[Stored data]
____
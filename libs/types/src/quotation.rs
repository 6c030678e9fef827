//! Raw ticks and canonical quotations
//!
//! A `RawTick` is a price observation exactly as received from a producer:
//! floating-point ask/bid and a producer-local timestamp string. The
//! pipeline turns it into a `Quotation`, the canonical fixed-point unit
//! flowing to the forwarding and persistence paths.
//!
//! Canonical timestamps are Unix milliseconds UTC; the 1 ms granularity is
//! also the tie-break increment the pipeline uses to keep per-instrument
//! timestamps strictly increasing.

use crate::errors::ProtocolError;
use crate::instrument::Instrument;
use chrono::NaiveDateTime;
use serde::{Deserialize, Serialize};

/// Producer timestamp format: `"yyyy.MM.dd HH:mm:ss"`.
pub const TIMESTAMP_FORMAT: &str = "%Y.%m.%d %H:%M:%S";

/// Parse a producer-local timestamp string into Unix milliseconds UTC.
pub fn parse_timestamp_text(text: &str) -> Result<i64, ProtocolError> {
    let naive = NaiveDateTime::parse_from_str(text, TIMESTAMP_FORMAT).map_err(|_| {
        ProtocolError::MalformedTimestamp {
            text: text.to_string(),
        }
    })?;
    Ok(naive.and_utc().timestamp_millis())
}

/// Which side of the quote a price belongs to.
#[derive(Debug, Clone, Copy, PartialEq, Eq, Hash, Serialize, Deserialize)]
#[serde(rename_all = "UPPERCASE")]
pub enum Side {
    Ask,
    Bid,
}

/// A price observation as received from a producer, before normalization.
#[derive(Debug, Clone, PartialEq, Serialize, Deserialize)]
pub struct RawTick {
    pub instrument: Instrument,
    /// Producer-local timestamp text, always convertible to UTC.
    pub timestamp_text: String,
    pub ask: f64,
    pub bid: f64,
}

/// The canonical, normalized, fixed-point representation of a tick.
///
/// Within one instrument, consecutive stored quotations carry strictly
/// increasing `timestamp_ms` values.
#[derive(Debug, Clone, Copy, PartialEq, Eq, Hash, Serialize, Deserialize)]
pub struct Quotation {
    pub instrument: Instrument,
    /// Unix milliseconds UTC.
    pub timestamp_ms: i64,
    pub ask_ticks: i64,
    pub bid_ticks: i64,
}

/// Ordering by timestamp, then instrument ordinal. Only the per-instrument
/// ordering is meaningful; the instrument tiebreak keeps `Ord` total.
impl Ord for Quotation {
    fn cmp(&self, other: &Self) -> std::cmp::Ordering {
        self.timestamp_ms
            .cmp(&other.timestamp_ms)
            .then_with(|| self.instrument.index().cmp(&other.instrument.index()))
    }
}

impl PartialOrd for Quotation {
    fn partial_cmp(&self, other: &Self) -> Option<std::cmp::Ordering> {
        Some(self.cmp(other))
    }
}

#[cfg(test)]
mod tests {
    use super::*;

    #[test]
    fn test_parse_timestamp_text() {
        let ms = parse_timestamp_text("2024.03.01 10:15:30").unwrap();
        // 2024-03-01T10:15:30Z
        assert_eq!(ms, 1_709_288_130_000);
    }

    #[test]
    fn test_parse_timestamp_rejects_malformed() {
        for text in ["2024-03-01 10:15:30", "2024.03.01", "garbage", ""] {
            let err = parse_timestamp_text(text).unwrap_err();
            assert!(matches!(err, ProtocolError::MalformedTimestamp { .. }));
        }
    }

    #[test]
    fn test_quotation_ordering_by_timestamp() {
        let base = Quotation {
            instrument: Instrument::EurUsd,
            timestamp_ms: 1_709_288_130_000,
            ask_ticks: 12_346,
            bid_ticks: 12_345,
        };
        let later = Quotation {
            timestamp_ms: base.timestamp_ms + 1,
            ..base
        };

        let mut quotations = vec![later, base];
        quotations.sort();
        assert_eq!(quotations[0].timestamp_ms, base.timestamp_ms);
        assert_eq!(quotations[1].timestamp_ms, later.timestamp_ms);
    }

    #[test]
    fn test_quotation_serialization_roundtrip() {
        let quotation = Quotation {
            instrument: Instrument::UsdJpy,
            timestamp_ms: 1_709_288_130_000,
            ask_ticks: 13_046,
            bid_ticks: 13_045,
        };
        let json = serde_json::to_string(&quotation).unwrap();
        let back: Quotation = serde_json::from_str(&json).unwrap();
        assert_eq!(quotation, back);
    }
}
____
*WORK TO COMPLETE*: The response should consist of every record, written out exactly as given.

*EXERCISE RESULT*:
filename libs/types/src/quotation.rs
repository 6c030678e9fef827
//! Raw ticks and canonical quotations
//!
//! A `RawTick` is a price observation exactly as received from a producer:
//! floating-point ask/bid and a producer-local timestamp string. The
//! pipeline turns it into a `Quotation`, the canonical fixed-point unit
//! flowing to the forwarding and persistence paths.
//!
//! Canonical timestamps are Unix milliseconds UTC; the 1 ms granularity is
//! also the tie-break increment the pipeline uses to keep per-instrument
//! timestamps strictly increasing.

use crate::errors::ProtocolError;
use crate::instrument::Instrument;
use chrono::NaiveDateTime;
use serde::{Deserialize, Serialize};

/// Producer timestamp format: `"yyyy.MM.dd HH:mm:ss"`.
pub const TIMESTAMP_FORMAT: &str = "%Y.%m.%d %H:%M:%S";

/// Parse a producer-local timestamp string into Unix milliseconds UTC.
pub fn parse_timestamp_text(text: &str) -> Result<i64, ProtocolError> {
    let naive = NaiveDateTime::parse_from_str(text, TIMESTAMP_FORMAT).map_err(|_| {
        ProtocolError::MalformedTimestamp {
            text: text.to_string(),
        }
    })?;
    Ok(naive.and_utc().timestamp_millis())
}

/// Which side of the quote a price belongs to.
#[derive(Debug, Clone, Copy, PartialEq, Eq, Hash, Serialize, Deserialize)]
#[serde(rename_all = "UPPERCASE")]
pub enum Side {
    Ask,
    Bid,
}

/// A price observation as received from a producer, before normalization.
#[derive(Debug, Clone, PartialEq, Serialize, Deserialize)]
pub struct RawTick {
    pub instrument: Instrument,
    /// Producer-local timestamp text, always convertible to UTC.
    pub timestamp_text: String,
    pub ask: f64,
    pub bid: f64,
}

/// The canonical, normalized, fixed-point representation of a tick.
///
/// Within one instrument, consecutive stored quotations carry strictly
/// increasing `timestamp_ms` values.
#[derive(Debug, Clone, Copy, PartialEq, Eq, Hash, Serialize, Deserialize)]
pub struct Quotation {
    pub instrument: Instrument,
    /// Unix milliseconds UTC.
    pub timestamp_ms: i64,
    pub ask_ticks: i64,
    pub bid_ticks: i64,
}

/// Ordering by timestamp, then instrument ordinal. Only the per-instrument
/// ordering is meaningful; the instrument tiebreak keeps `Ord` total.
impl Ord for Quotation {
    fn cmp(&self, other: &Self) -> std::cmp::Ordering {
        self.timestamp_ms
            .cmp(&other.timestamp_ms)
            .then_with(|| self.instrument.index().cmp(&other.instrument.index()))
    }
}

impl PartialOrd for Quotation {
    fn partial_cmp(&self, other: &Self) -> Option<std::cmp::Ordering> {
        Some(self.cmp(other))
    }
}

#[cfg(test)]
mod tests {
    use super::*;

    #[test]
    fn test_parse_timestamp_text() {
        let ms = parse_timestamp_text("2024.03.01 10:15:30").unwrap();
        // 2024-03-01T10:15:30Z
        assert_eq!(ms, 1_709_288_130_000);
    }

    #[test]
    fn test_parse_timestamp_rejects_malformed() {
        for text in ["2024-03-01 10:15:30", "2024.03.01", "garbage", ""] {
            let err = parse_timestamp_text(text).unwrap_err();
            assert!(matches!(err, ProtocolError::MalformedTimestamp { .. }));
        }
    }

    #[test]
    fn test_quotation_ordering_by_timestamp() {
        let base = Quotation {
            instrument: Instrument::EurUsd,
            timestamp_ms: 1_709_288_130_000,
            ask_ticks: 12_346,
            bid_ticks: 12_345,
        };
        let later = Quotation {
            timestamp_ms: base.timestamp_ms + 1,
            ..base
        };

        let mut quotations = vec![later, base];
        quotations.sort();
        assert_eq!(quotations[0].timestamp_ms, base.timestamp_ms);
        assert_eq!(quotations[1].timestamp_ms, later.timestamp_ms);
    }

    #[test]
    fn test_quotation_serialization_roundtrip() {
        let quotation = Quotation {
            instrument: Instrument::UsdJpy,
            timestamp_ms: 1_709_288_130_000,
            ask_ticks: 13_046,
            bid_ticks: 13_045,
        };
        let json = serde_json::to_string(&quotation).unwrap();
        let back: Quotation = serde_json::from_str(&json).unwrap();
        assert_eq!(quotation, back);
    }
}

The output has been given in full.